CDC Wants to Muzzle the Media

Unfortunately, I see no signs of this actually happening. On the contrary, the US Health and Human Services secretary Kathleen Sebelius recently told Reader's Digest that health officials had decided to tackle the problem of increasing concerns about vaccines causing autism by suppressing the press.

Yes, you read that right: in a March Reader's Digest interview in connection with H1N1 vaccines, Sebelius said:

“There are groups out there that insist that vaccines are responsible for a variety of problems despite all scientific evidence to the contrary.

We have reached out to media outlets to try to get them to not give the views of these people equal weight in their reporting to what science has shown and continues to show about the safety of vaccines.” [Emphasis mine.]

Not give them equal weight in their reporting?

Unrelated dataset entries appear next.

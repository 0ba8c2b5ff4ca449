use crate::field::params::{FieldParams, FlowMode};
use crate::field::wake::WakeFrame;
use crate::foundation::core::Point;
use crate::foundation::math::NEAR_ZERO;

/// Displacement field for one parameter snapshot.
///
/// Per-call constants (flow direction, projectile kinematics) are computed once in
/// [`FieldModel::new`]; the per-pixel queries are pure.
#[derive(Clone, Copy, Debug)]
pub struct FieldModel {
    params: FieldParams,
    active: bool,
    flow_cos: f64,
    flow_sin: f64,
    wake: Option<WakeFrame>,
}

impl FieldModel {
    pub fn new(params: &FieldParams) -> Self {
        let (flow_sin, flow_cos) = params.flow_direction_deg.to_radians().sin_cos();
        let active = params.is_active();
        let wake = (active && params.mode == FlowMode::ProjectileWake)
            .then(|| WakeFrame::new(params));
        Self {
            params: *params,
            active,
            flow_cos,
            flow_sin,
            wake,
        }
    }

    pub fn params(&self) -> &FieldParams {
        &self.params
    }

    /// `false` when every pixel maps to itself.
    pub fn is_active(&self) -> bool {
        self.active
    }

    /// Fractional source coordinate for destination pixel `(x, y)`. May lie outside the source.
    pub fn source_coord(&self, x: i32, y: i32) -> Point {
        let p = Point::new(f64::from(x), f64::from(y));
        if !self.active {
            return p;
        }
        match self.params.mode {
            FlowMode::RadialSwirl => self.radial_swirl(p),
            FlowMode::DirectionalFlow => self.directional_flow(p),
            FlowMode::ProjectileWake => match &self.wake {
                Some(wake) => wake.displace(p),
                None => p,
            },
        }
    }

    /// Diffusion blur strength for destination pixel `(x, y)`; non-zero only in wake mode.
    pub fn turbulence(&self, x: i32, y: i32) -> f64 {
        match &self.wake {
            Some(wake) => wake.turbulence(Point::new(f64::from(x), f64::from(y))),
            None => 0.0,
        }
    }

    fn radial_swirl(&self, p: Point) -> Point {
        let c = self.params.center;
        let d = p - c;
        let r = d.hypot();
        let mut angle = d.y.atan2(d.x);
        if self.params.decay > NEAR_ZERO {
            angle += self.params.intensity * (-r / self.params.decay).exp();
        }
        let (sin_a, cos_a) = angle.sin_cos();
        Point::new(c.x + r * cos_a, c.y + r * sin_a)
    }

    fn directional_flow(&self, p: Point) -> Point {
        if self.params.wake_width <= NEAR_ZERO {
            return p;
        }
        let d = p - self.params.center;
        let off_axis = (d.x * self.flow_sin - d.y * self.flow_cos).abs();
        let push = self.params.flow_strength * (-off_axis / self.params.wake_width).exp();
        Point::new(p.x - push * self.flow_cos, p.y - push * self.flow_sin)
    }
}

/// Source coordinate of destination pixel `(x, y)` under `params`.
///
/// Convenience over [`FieldModel`] for one-off queries; renders build the model once per call.
pub fn compute_source_coord(x: i32, y: i32, params: &FieldParams) -> Point {
    FieldModel::new(params).source_coord(x, y)
}

#[cfg(test)]
#[path = "../../tests/unit/field/model.rs"]
mod tests;
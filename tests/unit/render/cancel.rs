use super::*;

#[test]
fn fresh_token_is_not_cancelled() {
    assert!(!CancelToken::new().is_cancelled());
}

#[test]
fn clones_share_the_flag() {
    let token = CancelToken::new();
    let worker = token.clone();
    token.cancel();
    assert!(worker.is_cancelled());
}

#[test]
fn cancel_is_visible_across_threads() {
    let token = CancelToken::new();
    let remote = token.clone();
    std::thread::spawn(move || remote.cancel()).join().unwrap();
    assert!(token.is_cancelled());
}
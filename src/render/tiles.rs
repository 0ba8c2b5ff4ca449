//! Row-strip partitioning of a render window and the fork-join executor that runs it.

use rayon::prelude::*;

use crate::foundation::core::{RectI, RenderScale};
use crate::foundation::error::{WarpError, WarpResult};
use crate::raster::sample::Sample;
use crate::raster::view::RasterViewMut;
use crate::render::cancel::CancelToken;

/// Pixels of work each worker gets at minimum.
pub const PIXELS_PER_WORKER: u64 = 4096;

/// Number of workers for `window` given `available` threads.
///
/// Row width counts up to 4096 pixels, so each worker gets at least ~4096 pixels and never
/// more workers than there are rows. Always at least one.
pub fn worker_count(window: RectI, available: usize) -> usize {
    let width = u64::from(window.width()).min(PIXELS_PER_WORKER);
    let by_area = width * u64::from(window.height()) / PIXELS_PER_WORKER;
    let by_area = usize::try_from(by_area).unwrap_or(usize::MAX);
    by_area.min(available).max(1)
}

/// Split rows `[y1, y2)` into at most `n` contiguous strips.
///
/// The first `h % n` strips get one extra row. Empty strips are dropped, so the result covers
/// the range exactly once in ascending order.
pub fn strip_ranges(y1: i32, y2: i32, n: usize) -> Vec<(i32, i32)> {
    let height = (i64::from(y2) - i64::from(y1)).max(0);
    let n = i64::try_from(n.max(1))
        .unwrap_or(i64::MAX)
        .min(height.max(1));
    let base = height / n;
    let extra = height % n;
    let mut out = Vec::with_capacity(n.min(height) as usize);
    let mut start = i64::from(y1);
    for i in 0..n {
        let rows = base + i64::from(i < extra);
        if rows == 0 {
            break;
        }
        out.push((start as i32, (start + rows) as i32));
        start += rows;
    }
    out
}

/// Outcome of one tiled run.
#[derive(Clone, Copy, Debug, Default, PartialEq, Eq)]
pub struct TileStats {
    /// Strips that were scheduled.
    pub strips: usize,
    /// Rows fully written across all strips.
    pub rows_written: usize,
    /// Whether any worker stopped early on the cancel token.
    pub cancelled: bool,
}

/// Build a dedicated pool for a thread override.
pub fn build_thread_pool(threads: Option<usize>) -> WarpResult<rayon::ThreadPool> {
    if let Some(n) = threads
        && n == 0
    {
        return Err(WarpError::validation(
            "render option 'threads' must be >= 1 when set",
        ));
    }

    let mut builder = rayon::ThreadPoolBuilder::new().thread_name(|i| format!("warp-strip-{i}"));
    if let Some(n) = threads {
        builder = builder.num_threads(n);
    }
    builder
        .build()
        .map_err(|e| WarpError::Other(anyhow::anyhow!("failed to build rayon thread pool: {e}")))
}

/// Run `row_fn` over every row of `window`, one strip per worker.
///
/// `row_fn(strip, scale, y, view)` must fill row `y` of `view` inside the strip's columns. The
/// destination is split into disjoint per-strip views, so strips never share a row. Blocks until
/// every strip is done. Runs inline when there is a single strip, on `pool` when given, and on
/// the global rayon pool otherwise.
///
/// A window that is empty or not inside `dst` is a no-op.
pub fn run_tiled<T, F>(
    window: RectI,
    scale: RenderScale,
    workers: usize,
    pool: Option<&rayon::ThreadPool>,
    dst: RasterViewMut<'_, T>,
    cancel: &CancelToken,
    row_fn: F,
) -> TileStats
where
    T: Sample,
    F: Fn(RectI, RenderScale, i32, &mut RasterViewMut<'_, T>) + Sync,
{
    if window.is_empty() || !dst.bounds().contains_rect(window) {
        return TileStats::default();
    }

    let ranges = strip_ranges(window.y1, window.y2, workers);
    let strips = dst.split_rows(&ranges);
    let count = strips.len();

    let run_strip = |mut view: RasterViewMut<'_, T>| -> (usize, bool) {
        let b = view.bounds();
        let strip = window.with_rows(b.y1, b.y2);
        let mut rows = 0usize;
        for y in strip.y1..strip.y2 {
            if cancel.is_cancelled() {
                return (rows, true);
            }
            row_fn(strip, scale, y, &mut view);
            rows += 1;
        }
        (rows, false)
    };

    let results: Vec<(usize, bool)> = if count <= 1 {
        strips.into_iter().map(run_strip).collect()
    } else if let Some(pool) = pool {
        pool.install(|| strips.into_par_iter().map(run_strip).collect())
    } else {
        strips.into_par_iter().map(run_strip).collect()
    };

    results.into_iter().fold(
        TileStats {
            strips: count,
            ..TileStats::default()
        },
        |mut acc, (rows, cancelled)| {
            acc.rows_written += rows;
            acc.cancelled |= cancelled;
            acc
        },
    )
}

#[cfg(test)]
#[path = "../../tests/unit/render/tiles.rs"]
mod tests;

Isn’t telling both sides of an issue what “objective” journalism is all about?

The saddest part of this is that Sebelius is serious. Health officials’ latest answer to parents’ vaccine concerns is, if they can’t manipulate and fool you outright, then they’ll just muzzle the media.

Folks, you simply must realize that there’s no substitute for doing your own homework, especially on important topics such as this one. And always remember, you have the power to take control of your health, and the health of your children. Use it!